## EXERCISE DIRECTIONS:
Reproduce the closing run of lines below verbatim, from the line that contains "that contain whitespace." up to and including the final line.

## EXERCISE INPUTS:
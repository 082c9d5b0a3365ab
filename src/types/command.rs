//! Result of an external command execution.

use serde::Serialize;

/// Exit code reported when no process could be started or it died without one.
pub const NO_EXIT_CODE: i32 = -1;

/// Result of an external command execution.
#[derive(Debug, Clone, Serialize)]
pub struct CommandResult {
    /// The command that was executed (display form).
    command: String,
    /// Process exit code (-1 if no process ran, -N if killed by signal N).
    exit_code: i32,
    /// Standard output.
    stdout: String,
    /// Standard error.
    stderr: String,
    /// Execution time in milliseconds.
    duration_ms: u64,
}

impl CommandResult {
    /// Creates a new command result.
    #[must_use]
    pub fn new(
        command: String,
        exit_code: i32,
        stdout: String,
        stderr: String,
        duration_ms: u64,
    ) -> Self {
        Self {
            command,
            exit_code,
            stdout,
            stderr,
            duration_ms,
        }
    }

    /// Result for a command that never produced a process.
    #[must_use]
    pub fn not_started(command: String, reason: &str) -> Self {
        Self::new(command, NO_EXIT_CODE, String::new(), reason.to_string(), 0)
    }

    /// The command that was executed.
    #[must_use]
    pub fn command(&self) -> &str {
        &self.command
    }

    /// Whether the command succeeded (exit code 0).
    #[must_use]
    pub fn passed(&self) -> bool {
        self.exit_code == 0
    }

    /// Process exit code.
    #[must_use]
    pub fn exit_code(&self) -> i32 {
        self.exit_code
    }

    /// Standard output.
    #[must_use]
    pub fn stdout(&self) -> &str {
        &self.stdout
    }

    /// Standard error.
    #[must_use]
    pub fn stderr(&self) -> &str {
        &self.stderr
    }

    /// Combined stdout and stderr output.
    #[must_use]
    pub fn output(&self) -> String {
        if self.stderr.is_empty() {
            self.stdout.clone()
        } else if self.stdout.is_empty() {
            self.stderr.clone()
        } else {
            format!("{}\n{}", self.stdout, self.stderr)
        }
    }

    /// Execution time in milliseconds.
    #[must_use]
    pub fn duration_ms(&self) -> u64 {
        self.duration_ms
    }

    /// Splits the result into `(exit_code, stdout, stderr)`.
    #[must_use]
    pub fn into_parts(self) -> (i32, String, String) {
        (self.exit_code, self.stdout, self.stderr)
    }
}

/// Renders an argv for logs, quoting arguments that contain whitespace.
#[must_use]
pub fn display_command(argv: &[String]) -> String {
    argv.iter()
        .map(|a| {
            if a.is_empty() || a.contains(char::is_whitespace) {
                format!("'{a}'")
            } else {
                a.clone()
            }
        })
        .collect::<Vec<_>>()
        .join(" ")
}
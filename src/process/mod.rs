//! Subprocess execution: process groups, output capture, timeouts.

mod group;
mod runner;
mod timeout;

pub use group::{KillSignal, ProcessHandle};
pub use runner::ProcessRunner;
pub use timeout::TimeoutWatcher;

## EXPECTED ANSWER:
/// Renders an argv for logs, quoting arguments that contain whitespace.
#[must_use]
pub fn display_command(argv: &[String]) -> String {
    argv.iter()
        .map(|a| {
            if a.is_empty() || a.contains(char::is_whitespace) {
                format!("'{a}'")
            } else {
                a.clone()
            }
        })
        .collect::<Vec<_>>()
        .join(" ")
}
filename src/process/mod.rs
//! Subprocess execution: process groups, output capture, timeouts.

mod group;
mod runner;
mod timeout;

pub use group::{KillSignal, ProcessHandle};
pub use runner::ProcessRunner;
pub use timeout::TimeoutWatcher;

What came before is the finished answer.